Anti-terrorist operation 
In the last several months of his life, Viktor served first as a supply volunteer and later as a volunteer fighter in the "Aidar" battalion on the front lines of the War in Donbass. At first, Viktor helped collect funds, purchase and transport the necessary supplies and equipment to the fighters of "Aidar" and other battalions operating in the war zone. In the summer of 2014, he decided to join the ranks of "Aidar".

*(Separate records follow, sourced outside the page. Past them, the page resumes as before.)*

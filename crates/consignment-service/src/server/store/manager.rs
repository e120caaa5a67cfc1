//! Handle to the single-writer consignment store.
//!
//! [`QueuedRepository`] implements [`ConsignmentRepository`] by sending
//! [`StoreRequest`]s to a background [`store_loop`] over a bounded
//! [`mpsc`] channel. Reads never touch the queue: they clone the latest state
//! published on a [`watch`] channel.

use crate::server::store::{request::StoreRequest, worker::store_loop};
use consignment_core::{ConsignmentRepository, Error, Result, proto::Consignment};
use core::time::Duration;
use tokio::{
    sync::{mpsc, oneshot, watch},
    time::timeout,
};
use tokio_util::sync::CancellationToken;

/// A consignment store whose writes are serialized through one task.
///
/// Writes are acknowledged only after the store task has applied them, and
/// they are applied in the order they were enqueued. Once [`shutdown`] has
/// been called, new writes are refused with [`Error::ServiceShutdown`] while
/// reads keep returning the final state.
///
/// [`shutdown`]: ConsignmentRepository::shutdown
pub struct QueuedRepository {
    requests: mpsc::Sender<StoreRequest>,
    records: watch::Receiver<Vec<Consignment>>,
    shutdown_token: CancellationToken,
    shutdown_timeout: Duration,
}

impl QueuedRepository {
    /// Spawns the store task on the current Tokio runtime and returns a handle
    /// to it.
    ///
    /// `buffer_size` bounds the number of pending writes; callers wait for a
    /// free slot once it is reached.
    ///
    /// # Panics
    ///
    /// Panics if `buffer_size` is 0 or if called outside a Tokio runtime.
    pub fn spawn(buffer_size: usize, shutdown_timeout: Duration) -> Self {
        let (tx, rx) = mpsc::channel(buffer_size);
        let (records_tx, records_rx) = watch::channel(Vec::new());

        tokio::spawn(store_loop(rx, records_tx));

        Self::from_parts(tx, records_rx, shutdown_timeout)
    }

    /// Builds a handle around an existing command channel and state feed.
    pub(crate) fn from_parts(
        requests: mpsc::Sender<StoreRequest>,
        records: watch::Receiver<Vec<Consignment>>,
        shutdown_timeout: Duration,
    ) -> Self {
        Self {
            requests,
            records,
            shutdown_token: CancellationToken::new(),
            shutdown_timeout,
        }
    }

    fn closed_error(&self, context: &str) -> Error {
        if self.shutdown_token.is_cancelled() {
            Error::ServiceShutdown
        } else {
            Error::ChannelError {
                context: context.to_string(),
            }
        }
    }
}

#[tonic::async_trait]
impl ConsignmentRepository for QueuedRepository {
    /// Enqueues the consignment and waits for the store task to apply it.
    ///
    /// # Errors
    ///
    /// - [`Error::ServiceShutdown`] if the store is shutting down.
    /// - [`Error::ChannelError`] if the store task is gone.
    async fn create(&self, consignment: Consignment) -> Result<Consignment> {
        if self.shutdown_token.is_cancelled() {
            return Err(Error::ServiceShutdown);
        }

        let (tx, rx) = oneshot::channel();
        self.requests
            .send(StoreRequest::Create {
                consignment,
                response: tx,
            })
            .await
            .map_err(|_| self.closed_error("store task channel closed"))?;

        rx.await
            .map_err(|_| self.closed_error("store task dropped the reply"))
    }

    async fn list_all(&self) -> Vec<Consignment> {
        self.records.borrow().clone()
    }

    /// Refuses new writes, lets already-queued writes finish, and waits up to
    /// the configured timeout for the store task to stop.
    async fn shutdown(&self) -> Result<()> {
        #[cfg(feature = "tracing")]
        tracing::info!("Refusing new consignments");
        self.shutdown_token.cancel();

        let (tx, rx) = oneshot::channel();
        if self
            .requests
            .send(StoreRequest::Shutdown { response: tx })
            .await
            .is_err()
        {
            #[cfg(feature = "tracing")]
            tracing::debug!("Store task already stopped");
            return Ok(());
        }

        match timeout(self.shutdown_timeout, rx).await {
            Ok(Ok(())) => {
                #[cfg(feature = "tracing")]
                tracing::info!("Store shutdown complete");
                Ok(())
            }
            Ok(Err(_)) => Err(Error::ChannelError {
                context: "store task exited without acknowledging shutdown".to_string(),
            }),
            Err(_) => Err(Error::ChannelError {
                context: format!(
                    "store task did not stop within {}s",
                    self.shutdown_timeout.as_secs()
                ),
            }),
        }
    }
}
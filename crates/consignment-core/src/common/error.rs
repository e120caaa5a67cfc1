//! Error types for the consignment service.
//!
//! This module defines the central `Error` enum returned by every
//! [`ConsignmentRepository`](crate::ConsignmentRepository) implementation. It
//! implements `From<Error>` for `tonic::Status` so that handlers can propagate
//! store failures to clients with `?`.
//!
//! ## Error Cases
//! - `StoreFailure`: The store could not record a consignment.
//! - `ChannelError`: The task owning the store could not be reached or
//!   dropped its reply.
//! - `ServiceShutdown`: A write arrived after the store began shutting down.

use tonic::Status;

pub type Result<T> = core::result::Result<T, Error>;

/// Unified error type for consignment stores.
#[derive(Clone, thiserror::Error, Debug, PartialEq, Eq)]
pub enum Error {
    /// The store rejected or failed to persist a consignment.
    #[error("Store failure: {reason}")]
    StoreFailure { reason: String },

    /// Internal channel send/receive failure (e.g., closed channel).
    #[error("Channel error: {context}")]
    ChannelError { context: String },

    /// The store is in the process of shutting down.
    #[error("Store is shutting down")]
    ServiceShutdown,
}

impl From<Error> for Status {
    fn from(err: Error) -> Self {
        match err {
            Error::StoreFailure { reason } => Status::internal(format!("Store failure: {reason}")),
            Error::ChannelError { context } => Status::internal(format!("Channel error: {context}")),
            Error::ServiceShutdown => Status::unavailable("Store is shutting down"),
        }
    }
}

Viktor died at 10:10 a.m. on 19 October 2014 as a result of a wound sustained from a mortar shell. He came under fire while transporting the wounded troops to safety in the vicinity of checkpoint #32, near the village of Smile, Luhansk region.

Funeral 
On 21 October, Viktor's native city of Ternopil gave him a hero's farewell: hundreds of Ternopilians greeted the funeral caravan at the city limits, to escort Viktor to the building where he had lived for many years and pay their last respects. In the evening, a memorial service was held at the Cathedral of the Immaculate Conception of BVM.

On 22 October 2014, a memorial service was held at the Sts. Peter and Paul Church in the city of Lviv, after which Viktor was buried at the Lychakiv Cemetery, next to the Plast monument at the site of the Memorial to the Ukrainian Galician Army. Several thousand people came to Viktor's funeral.

Legacy 
The Plast leadership recognized his heroic deed by posthumously awarding Viktor the highest honor - Iron Cross "For meritorious deeds in the national liberation struggle for the Ukrainian state".

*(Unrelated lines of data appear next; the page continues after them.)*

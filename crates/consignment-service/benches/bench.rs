use core::hint::black_box;
use consignment_core::proto::{
    Consignment, GetRequest, shipping_service_client::ShippingServiceClient,
};
use criterion::{Criterion, Throughput, criterion_group, criterion_main};
use futures::stream::{FuturesUnordered, StreamExt};
use std::{
    net::TcpStream,
    process::{Command, Stdio},
    thread,
    time::{Duration, Instant},
};
use tokio::runtime::Builder;
use tonic::transport::{Channel, Uri};

const CREATES_PER_ITER: usize = 256;

#[derive(Clone, Copy, Debug)]
struct GrpcBenchParams {
    store: &'static str,
    concurrency: usize,
}

fn grpc_bench(c: &mut Criterion) {
    for store in ["memory", "queued"] {
        bench_store(c, store);
    }
}

fn bench_store(c: &mut Criterion, store: &'static str) {
    let uri = Uri::try_from("http://127.0.0.1:50061").expect("Invalid URI");
    // Start the server. This may require a full compilation so set the timeout
    // high.
    let mut server = Command::new("cargo")
        .args([
            "run",
            "--bin",
            "consignment-service",
            "--release",
            "--",
            "--server-addr",
            "127.0.0.1:50061",
            "--store",
            store,
        ])
        .env("RUST_LOG", "warn")
        .stdout(Stdio::inherit())
        .stderr(Stdio::inherit())
        .spawn()
        .expect("Failed to start consignment-service");
    wait_for_port(uri.authority().expect("missing authority").as_str(), 300);

    let rt = Builder::new_multi_thread().enable_all().build().unwrap();
    let channel = rt.block_on(async {
        Channel::builder(uri.clone())
            .connect()
            .await
            .expect("failed to connect")
    });

    let mut group = c.benchmark_group(format!("grpc/{store}"));
    for concurrency in [1, 16, 64] {
        let params = GrpcBenchParams { store, concurrency };
        group.throughput(Throughput::Elements(CREATES_PER_ITER as u64));
        group.bench_function(format!("create/concurrency/{concurrency}"), |b| {
            b.to_async(&rt)
                .iter_custom(|iters| run_creates(channel.clone(), params, iters));
        });
    }

    group.bench_function("list", |b| {
        b.to_async(&rt).iter(|| {
            let mut client = ShippingServiceClient::new(channel.clone());
            async move {
                let response = client.get_consignments(GetRequest {}).await.unwrap();
                black_box(response.into_inner().consignments.len());
            }
        });
    });
    group.finish();

    let _ = server.kill();
    let _ = server.wait();
}

async fn run_creates(channel: Channel, params: GrpcBenchParams, iters: u64) -> Duration {
    let start = Instant::now();
    for _ in 0..iters {
        let mut pending = FuturesUnordered::new();
        for worker in 0..params.concurrency {
            let mut client = ShippingServiceClient::new(channel.clone());
            let per_worker = CREATES_PER_ITER / params.concurrency;
            pending.push(async move {
                for i in 0..per_worker {
                    let consignment = Consignment {
                        id: format!("{}-{worker}-{i}", params.store),
                        weight: i as i32,
                        ..Default::default()
                    };
                    let response = client.create_consignment(consignment).await.unwrap();
                    black_box(response.into_inner().created);
                }
            });
        }
        while pending.next().await.is_some() {}
    }
    start.elapsed()
}

fn wait_for_port(addr: &str, timeout_secs: u64) {
    let deadline = Instant::now() + Duration::from_secs(timeout_secs);
    while Instant::now() < deadline {
        if TcpStream::connect(addr).is_ok() {
            return;
        }
        thread::sleep(Duration::from_millis(200));
    }
    panic!("server did not start listening on {addr} within {timeout_secs}s");
}

criterion_group!(benches, grpc_bench);
criterion_main!(benches);
//! Protocol types and errors shared by the server and its clients.
//!
//! ## Submodules
//!
//! - [`error`] - The [`Error`] type returned by consignment stores and its
//!   mapping onto gRPC status codes.
//! - [`proto`] - Messages and service bindings generated from
//!   `proto/consignment.proto`.

pub mod error;
pub use error::{Error, Result};

/// gRPC service and message definitions generated from
/// `proto/consignment.proto`.
///
/// ## Service
///
/// - `CreateConsignment(Consignment) -> Response`
/// - `GetConsignments(GetRequest) -> Response`
///
/// ## Response fields
///
/// A single [`Response`](proto::Response) message serves both methods:
///
/// | Method | `created` | `consignment` | `consignments` |
/// |---|---|---|---|
/// | `CreateConsignment` | `true` | stored record | empty |
/// | `GetConsignments` | `false` | `None` | every stored record |
pub mod proto {
    tonic::include_proto!("consignment");

    /// Encoded file descriptor set used to serve gRPC reflection.
    pub const FILE_DESCRIPTOR_SET: &[u8] =
        tonic::include_file_descriptor_set!("consignment_descriptor");
}
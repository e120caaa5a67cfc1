//! gRPC service implementation.
//!
//! ## Structure
//!
//! - [`handler`] - gRPC service entry point (`ConsignmentService`).

pub mod handler;
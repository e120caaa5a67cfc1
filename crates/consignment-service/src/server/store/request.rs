use consignment_core::proto::Consignment;
use tokio::sync::oneshot;

/// Commands handled by the store task.
#[derive(Debug)]
pub enum StoreRequest {
    /// Append `consignment` and reply with the stored record.
    Create {
        consignment: Consignment,
        response: oneshot::Sender<Consignment>,
    },
    /// Stop the task once every earlier command has been applied.
    Shutdown { response: oneshot::Sender<()> },
}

Viktor was also posthumously awarded the Order For Courage 3rd grade.

Ukrainian scouts from Ternopil organized sales of self-produced baked goods, arts and crafts, to raise funds for the family of their fallen friend.

On 30 November, a human rights initiative "Euromaidan SOS" announced the results of its "Volunteer prize", recognizing the work of activists in 10 nomination categories. Viktor Gurniak became a laureate in the category "Person of Light".

Creative endeavors

Photography 
Viktor became interested in photography as a child, when his father gave him a present of his first camera - FED-5 (ФЕД-5). Professionally, Viktor became a photographer in 2005, when his snapshots started appearing in various Ternopil newspapers. In 2007, while hiking in the Crimean mountains, he accidentally witnessed a big fire. His photos of that fire became TOP photos of the week, and for the first time were published in some of the most highly rated publications in Ukraine, including UNIAN. Since that time he started freelancing for this news agency, and since the flu epidemic in the fall of 2009 - for Reuters.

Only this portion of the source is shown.